«Les règles du Mikado»: La petite et le vieux

C’est une rencontre improbable, a priori, comme le sont souvent les vraies rencontres.

Dans les Alpes italiennes, près de la frontière avec la Slovénie, un vieil horloger qui campe en solitaire dans les montagnes voit sa routine d’hiver bouleversée par l’irruption dans sa tente d’une squatteuse de 15 ans. Une jeune tsigane en rupture de ban qui a décidé de fuir sa communauté en refusant le mariage forcé qui l’attendait.

Une Rom « sauvage, agressive, en fuite », dira-t-elle plus tard d’elle-même, dont la famille possédait un ours savant et pratiquait la contrebande.

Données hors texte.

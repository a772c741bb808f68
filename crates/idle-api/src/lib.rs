pub mod config;
pub mod error;
pub mod handlers;
pub mod middleware;
pub mod routes;
pub mod state;

use axum::{
    middleware as axum_middleware,
    routing::{get, post},
    Router,
};
use std::sync::Arc;
use std::time::Duration;
use tower_http::{
    compression::CompressionLayer,
    cors::{AllowOrigin, Any, CorsLayer},
    timeout::TimeoutLayer,
    trace::TraceLayer,
};

use crate::{
    config::Config,
    handlers::chat,
    middleware::logging,
    routes::{catalog, health},
    state::AppState,
};

pub use error::{ApiError, ApiResult};

// Headroom over the run's own limit so the run loop closes the stream first
const TIMEOUT_MARGIN: Duration = Duration::from_secs(5);

pub fn build_router(state: Arc<AppState>) -> Router {
    let api_routes = Router::new()
        .route("/chat", post(chat::chat_stream))
        .route("/agents", get(catalog::list_agents))
        .route("/agents/:agent_name", get(catalog::get_agent))
        .route("/models", get(catalog::list_models));

    // Compression skips text/event-stream, so chat frames are not buffered
    Router::new()
        .route("/health", get(health::health_check))
        .nest("/api", api_routes)
        .layer(axum_middleware::from_fn(logging::log_request))
        .layer(TimeoutLayer::new(state.config.server.max_duration() + TIMEOUT_MARGIN))
        .layer(CompressionLayer::new())
        .layer(build_cors_layer(&state.config))
        .layer(TraceLayer::new_for_http())
        .with_state(state)
}

fn build_cors_layer(config: &Config) -> CorsLayer {
    if config.cors.enabled {
        let mut cors = CorsLayer::new()
            .allow_methods([axum::http::Method::GET, axum::http::Method::POST, axum::http::Method::OPTIONS])
            .allow_headers(Any);

        if config.cors.origins.iter().any(|o| o == "*") {
            cors = cors.allow_origin(Any);
        } else {
            let origins: Vec<axum::http::HeaderValue> =
                config.cors.origins.iter().filter_map(|origin| origin.parse().ok()).collect();
            cors = cors.allow_origin(AllowOrigin::list(origins));
        }

        cors
    } else {
        CorsLayer::permissive()
    }
}
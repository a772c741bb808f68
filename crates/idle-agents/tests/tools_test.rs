use anyhow::Result;
use async_trait::async_trait;
use idle_agents::{baseline_tools, AgentCatalog, ToolSet};
use idle_llm::{ChatClient, ChatRequest, ChatResponse, EventStream, GeneratedFile};
use serde_json::json;
use std::sync::{Arc, Mutex};

/// Records the last request and answers with a fixed set of files
struct FakeImageModel {
    files: Vec<GeneratedFile>,
    last_request: Mutex<Option<ChatRequest>>,
}

impl FakeImageModel {
    fn new(files: Vec<GeneratedFile>) -> Arc<Self> {
        Arc::new(Self {
            files,
            last_request: Mutex::new(None),
        })
    }
}

#[async_trait]
impl ChatClient for FakeImageModel {
    async fn chat(&self, request: ChatRequest) -> Result<ChatResponse> {
        *self.last_request.lock().unwrap() = Some(request);
        Ok(ChatResponse {
            content: Some("Here you go".to_string()),
            tool_calls: None,
            files: self.files.clone(),
            usage: None,
            finish_reason: Some("stop".to_string()),
            raw: json!({}),
        })
    }

    async fn chat_stream(&self, _request: ChatRequest) -> Result<EventStream> {
        anyhow::bail!("not used")
    }
}

#[tokio::test]
async fn test_generate_image_returns_first_file() {
    let model = FakeImageModel::new(vec![
        GeneratedFile { mime_type: "image/png".to_string(), data: "iVBORw0KGgo=".to_string() },
        GeneratedFile { mime_type: "image/jpeg".to_string(), data: "/9j/".to_string() },
    ]);
    let tools = baseline_tools(model.clone(), "gemini-2.0-flash-preview-image-generation");

    let output = tools
        .execute("generateImageTool", json!({"prompt": "a cat astronaut"}))
        .await
        .unwrap();

    assert_eq!(output, json!({"mimeType": "image/png", "base64Data": "iVBORw0KGgo="}));

    let request = model.last_request.lock().unwrap().clone().unwrap();
    assert_eq!(request.model, "gemini-2.0-flash-preview-image-generation");
    assert_eq!(
        request.options.provider.response_modalities,
        Some(vec!["TEXT".to_string(), "IMAGE".to_string()])
    );
}

#[tokio::test]
async fn test_generate_image_without_file_fails() {
    let tools = baseline_tools(FakeImageModel::new(Vec::new()), "image-model");
    let err = tools
        .execute("generateImageTool", json!({"prompt": "anything"}))
        .await
        .unwrap_err();
    assert!(err.to_string().contains("no image"));
}

#[tokio::test]
async fn test_agent_tools_merge_over_baseline() {
    let catalog = AgentCatalog::builtin(None).unwrap();
    let baseline = baseline_tools(FakeImageModel::new(Vec::new()), "image-model");

    let yoda = ToolSet::merge(&baseline, &catalog.lookup("yoda").unwrap().tools);
    assert_eq!(yoda.names(), vec!["generateImageTool"]);

    let generator = ToolSet::merge(&baseline, &catalog.lookup("ai-prompt-generator").unwrap().tools);
    assert_eq!(generator.names(), vec!["generateImageTool", "showPromptInCanvas"]);

    let out = generator
        .execute("showPromptInCanvas", json!({"prompt": "You are a chef"}))
        .await
        .unwrap();
    assert_eq!(out["prompt"], "You are a chef");
}
use anyhow::Result;
use futures::{Stream, StreamExt};
use reqwest::Response;
use std::pin::Pin;

use super::buffering::CircularLineBuffer;

/// Strategy pattern for parsing different SSE payloads
pub trait SseLineParser: Send {
    type Event: Send + 'static;

    /// Parse a data line into events
    fn parse_data_line(&mut self, data: &str) -> Result<Vec<Self::Event>>;
    
    /// Check if this line signals end of stream
    fn is_done_marker(&self, data: &str) -> bool {
        data == "[DONE]"
    }
}

/// Generic SSE stream parser using circular buffer
/// 
/// Only `data:` lines are handed to the parser; `event:`, `id:` and comment
/// lines are skipped. Ends on the done marker or when the body ends.
pub fn parse_sse_stream<P: SseLineParser + 'static>(
    response: Response,
    parser: P,
) -> Pin<Box<dyn Stream<Item = Result<P::Event>> + Send>> {
    let stream = response.bytes_stream();
    
    Box::pin(async_stream::stream! {
        let mut parser = parser;
        let mut byte_chunks = Box::pin(stream);
        let mut buffer = CircularLineBuffer::with_capacity(4096);
        let mut finished = false;
        
        while let Some(chunk_result) = byte_chunks.next().await {
            match chunk_result {
                Ok(bytes) => {
                    buffer.extend(&bytes);
                    
                    while let Some(line_result) = buffer.next_line() {
                        match line_result {
                            Ok(line) => {
                                let Some(data) = data_payload(&line) else {
                                    continue;
                                };
                                
                                if parser.is_done_marker(data) {
                                    finished = true;
                                    break;
                                }
                                
                                match parser.parse_data_line(data) {
                                    Ok(events) => {
                                        for event in events {
                                            yield Ok(event);
                                        }
                                    }
                                    Err(e) => yield Err(e),
                                }
                            }
                            Err(e) => yield Err(e),
                        }
                    }
                    
                    if finished {
                        break;
                    }
                }
                Err(e) => {
                    yield Err(anyhow::anyhow!("Stream error: {}", e));
                    break;
                }
            }
        }
        
        // A final data line may arrive without a trailing newline
        if !finished {
            if let Some(Ok(line)) = buffer.take_remainder() {
                if let Some(data) = data_payload(&line) {
                    if !parser.is_done_marker(data) {
                        match parser.parse_data_line(data) {
                            Ok(events) => {
                                for event in events {
                                    yield Ok(event);
                                }
                            }
                            Err(e) => yield Err(e),
                        }
                    }
                }
            }
        }
    })
}

fn data_payload(line: &str) -> Option<&str> {
    if line.is_empty() {
        return None;
    }
    line.strip_prefix("data:").map(str::trim_start)
}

L’homme — qui a créé une fondation venant en aide aux sans-abri après s’être enrichi dans l’horlogerie — offre l’hospitalité à l’adolescente et va même décider de la protéger. Suivra une sorte de doux duel, entre taquinerie et complicité, avec une première partie constituée de nombreux dialogues, sur les hommes et la vie, l’amour, la vieillesse. « Être vieux, c’est comme bivouaquer tout en haut du bois, là où les arbres sont moins denses et où il y a plus de lumière. »

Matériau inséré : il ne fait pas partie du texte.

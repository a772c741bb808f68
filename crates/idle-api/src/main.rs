use std::sync::Arc;
use tracing_subscriber::{layer::SubscriberExt, util::SubscriberInitExt, EnvFilter};

use idle_api::{build_router, config::Config, state::AppState};

#[tokio::main]
async fn main() -> anyhow::Result<()> {
    // Load .env file
    dotenvy::dotenv().ok();

    let config = Config::load().map_err(|e| anyhow::anyhow!("Failed to load configuration: {}", e))?;

    init_logging(&config);

    tracing::info!("Starting Idle API server");
    tracing::info!("Config loaded: {}:{}", config.server.host, config.server.port);

    let state = Arc::new(AppState::from_config(config.clone())?);
    tracing::info!(
        agents = state.dispatcher.agents().list().len(),
        default_model = %state.models.default_model(),
        "Catalogs ready"
    );

    let app = build_router(state);

    let addr = format!("{}:{}", config.server.host, config.server.port);
    let listener = tokio::net::TcpListener::bind(&addr).await?;

    tracing::info!("Server listening on {}", addr);
    tracing::info!("Health check: http://{}/health", addr);

    axum::serve(listener, app).await?;

    Ok(())
}

fn init_logging(config: &Config) {
    let env_filter = EnvFilter::try_from_default_env()
        .or_else(|_| EnvFilter::try_new(&config.logging.level))
        .unwrap_or_else(|_| EnvFilter::new("info"));

    let registry = tracing_subscriber::registry().with(env_filter);

    match config.logging.format.as_str() {
        "json" => {
            registry.with(tracing_subscriber::fmt::layer().json()).init();
        }
        _ => {
            registry.with(tracing_subscriber::fmt::layer().pretty()).init();
        }
    }
}
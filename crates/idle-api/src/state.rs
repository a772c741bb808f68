use anyhow::{Context, Result};
use idle_agents::{baseline_tools, AgentCatalog, DefaultAgentConfig, ModelCatalog};
use idle_chat::{ChatDispatcher, ClientResolver, DispatchConfig, GoogleClientResolver};
use std::sync::Arc;

use crate::config::Config;

/// Shared application state passed to all handlers
///
/// Everything is read-only after startup, so handlers share it without locks.
#[derive(Clone)]
pub struct AppState {
    pub config: Arc<Config>,
    pub dispatcher: Arc<ChatDispatcher>,
    pub models: Arc<ModelCatalog>,
    pub has_server_key: bool,
}

impl AppState {
    pub fn from_config(config: Config) -> Result<Self> {
        let n8n_context = match &config.agents.n8n_context_path {
            Some(path) => Some(
                std::fs::read_to_string(path)
                    .with_context(|| format!("Failed to read n8n context from {}", path))?,
            ),
            None => None,
        };

        let agents = AgentCatalog::builtin(n8n_context.as_deref())?.with_default_config(DefaultAgentConfig {
            temperature: config.llm.temperature,
            ..DefaultAgentConfig::default()
        });

        let resolver = GoogleClientResolver::new(config.google_api_key.clone(), config.llm.base_url.clone())
            .context("Failed to create provider client")?;
        let has_server_key = resolver.has_server_key();
        if !has_server_key {
            tracing::warn!("GOOGLE_API_KEY not set; requests must carry their own apiKey");
        }

        let image_client = match resolver.server_client() {
            Some(client) => client,
            None => resolver.resolve(None)?,
        };
        let baseline = baseline_tools(image_client, config.llm.image_model.clone());

        let dispatch_config = DispatchConfig {
            thinking_budget: config.llm.thinking_budget,
            max_steps: config.llm.max_steps,
            max_duration: config.server.max_duration(),
            stream: config.stream,
        };

        let dispatcher = ChatDispatcher::new(Arc::new(agents), baseline, Arc::new(resolver), dispatch_config);
        let models = ModelCatalog::builtin().with_default_model(config.llm.default_model.clone());

        Ok(Self {
            config: Arc::new(config),
            dispatcher: Arc::new(dispatcher),
            models: Arc::new(models),
            has_server_key,
        })
    }
}
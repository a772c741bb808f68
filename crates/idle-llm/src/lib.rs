pub mod types;
pub mod traits;
pub mod streaming;
pub mod buffer_utils;
pub mod config;
pub mod error;
pub mod gemini;

pub use traits::{
    ChatClient,
    ChatRequest, ChatResponse, ChatOptions,
    ProviderOptions, DynamicRetrievalConfig, ThinkingConfig,
    EventStream, GeneratedFile, TokenUsage,
};

pub use streaming::StreamEvent;
pub use buffer_utils::{CircularLineBuffer, SseLineParser, parse_sse_stream};
pub use config::{ClientFactory, ProviderConfig, ProviderType};
pub use error::{ProviderError, error_message_from_body};
pub use gemini::GeminiClient;
pub use types::{Message, Content, ContentPart, Tool, ToolCall};
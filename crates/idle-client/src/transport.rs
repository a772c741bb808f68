use crate::session::ChatSession;
use crate::status::ChatStatus;
use anyhow::{Context, Result};
use futures::{Stream, StreamExt};
use idle_llm::{error_message_from_body, parse_sse_stream, SseLineParser};
use idle_types::{AgentSummary, ChatRequestBody, ChatStreamEvent, Model};
use std::future::Future;
use std::pin::Pin;

pub type ChatEventStream = Pin<Box<dyn Stream<Item = Result<ChatStreamEvent>> + Send>>;

/// Parses `data:` payloads of the chat endpoint
#[derive(Debug, Default)]
pub struct ChatEventParser;

impl SseLineParser for ChatEventParser {
    type Event = ChatStreamEvent;

    fn parse_data_line(&mut self, data: &str) -> Result<Vec<ChatStreamEvent>> {
        let event = serde_json::from_str(data).context("Failed to parse chat stream event")?;
        Ok(vec![event])
    }
}

/// HTTP client for an Idle server
#[derive(Debug, Clone)]
pub struct HttpChatClient {
    http_client: reqwest::Client,
    base_url: String,
}

impl HttpChatClient {
    pub fn new(base_url: impl Into<String>) -> Result<Self> {
        let http_client = reqwest::Client::builder()
            .build()
            .context("Failed to create HTTP client")?;

        Ok(Self {
            http_client,
            base_url: base_url.into().trim_end_matches('/').to_string(),
        })
    }

    fn url(&self, path: &str) -> String {
        format!("{}{}", self.base_url, path)
    }

    /// POST the body and stream back the events
    pub async fn send(&self, body: &ChatRequestBody) -> Result<ChatEventStream> {
        let response = self
            .http_client
            .post(self.url("/api/chat"))
            .header(reqwest::header::ACCEPT, "text/event-stream")
            .json(body)
            .send()
            .await
            .context("Failed to reach chat server")?;

        let status = response.status();
        if !status.is_success() {
            let text = response.text().await.unwrap_or_default();
            anyhow::bail!("Chat request failed ({}): {}", status.as_u16(), error_message_from_body(&text));
        }

        Ok(parse_sse_stream(response, ChatEventParser))
    }

    pub async fn agents(&self) -> Result<Vec<AgentSummary>> {
        self.get_json("/api/agents").await
    }

    pub async fn agent(&self, agent_name: &str) -> Result<Option<AgentSummary>> {
        let response = self
            .http_client
            .get(self.url(&format!("/api/agents/{}", agent_name)))
            .send()
            .await
            .context("Failed to reach chat server")?;

        if response.status() == reqwest::StatusCode::NOT_FOUND {
            return Ok(None);
        }

        let agent = response
            .error_for_status()?
            .json()
            .await
            .context("Failed to parse agent")?;
        Ok(Some(agent))
    }

    pub async fn models(&self) -> Result<Vec<Model>> {
        self.get_json("/api/models").await
    }

    async fn get_json<T: serde::de::DeserializeOwned>(&self, path: &str) -> Result<T> {
        self.http_client
            .get(self.url(path))
            .send()
            .await
            .context("Failed to reach chat server")?
            .error_for_status()?
            .json()
            .await
            .with_context(|| format!("Failed to parse response of {}", path))
    }
}

/// Feed `stream` into `session` until it finishes, fails or `cancel` fires
///
/// Returns the session status afterwards.
pub async fn drive<S, C>(session: &mut ChatSession, stream: S, cancel: C) -> ChatStatus
where
    S: Stream<Item = Result<ChatStreamEvent>> + Unpin,
    C: Future<Output = ()>,
{
    let mut stream = stream;
    tokio::pin!(cancel);

    loop {
        tokio::select! {
            _ = &mut cancel => {
                if let Err(e) = session.stop() {
                    tracing::debug!(error = %e, "Stop requested after the stream settled");
                }
                break;
            }
            item = stream.next() => match item {
                Some(Ok(event)) => {
                    session.apply(event);
                    if !session.status().is_busy() {
                        break;
                    }
                }
                Some(Err(e)) => {
                    session.fail(format!("{:#}", e));
                    break;
                }
                None => {
                    session.close();
                    break;
                }
            },
        }
    }

    session.status()
}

Ou encore sur la perception du temps : « Les montres sont des instruments de mesure, mais le temps c’est autre chose. Il va aussi bien au ralenti qu’à toute vitesse. »

Les deux protagonistes échangent leurs connaissances. Elle lui apprend des choses pratiques, il lui apprend à lire. C’est le premier acte du nouveau roman d’Erri De Luca, Les règles du Mikado.

Le « vieux » se passionne pour le Mikado, qu’il pratique en solitaire et auquel il va initier l’adolescente. Ce jeu d’adresse implique une quarantaine de longues baguettes effilées qu’on laisse tomber sur le parquet en éventail avant de retirer une à une les baguettes sans faire bouger les autres. On se doute bien que la métaphore n’est jamais loin. Et tout comme au Mikado, où il faut « agir sans rien faire bouger », dans la vie, il est préférable d’« agir doucement sans attirer l’attention ».

Parmi les règles du Mikado, il est aussi permis de s’aider d’une baguette pour en ramasser une autre.

Né en 1950 à Naples, dans le sud de la botte italienne, Erri De Luca est l’auteur de plusieurs petits livres souvent polis comme des galets, qui prennent régulièrement pour décor les rues, les personnages et les motifs de son enfance — Tu, mio, Le contraire de un, Acide, arc-en-ciel ou Montedidio (prix Femina étranger en 2002).

Mais pas son petit dernier, Les règles du Mikado. Il s’agit tout de même d’un livre dense, court et tendu comme les autres. Y résonnent avec force les engagements humanitaires bien connus de l’écrivain — notamment avec Lotta Continua et avec Médecins sans frontières.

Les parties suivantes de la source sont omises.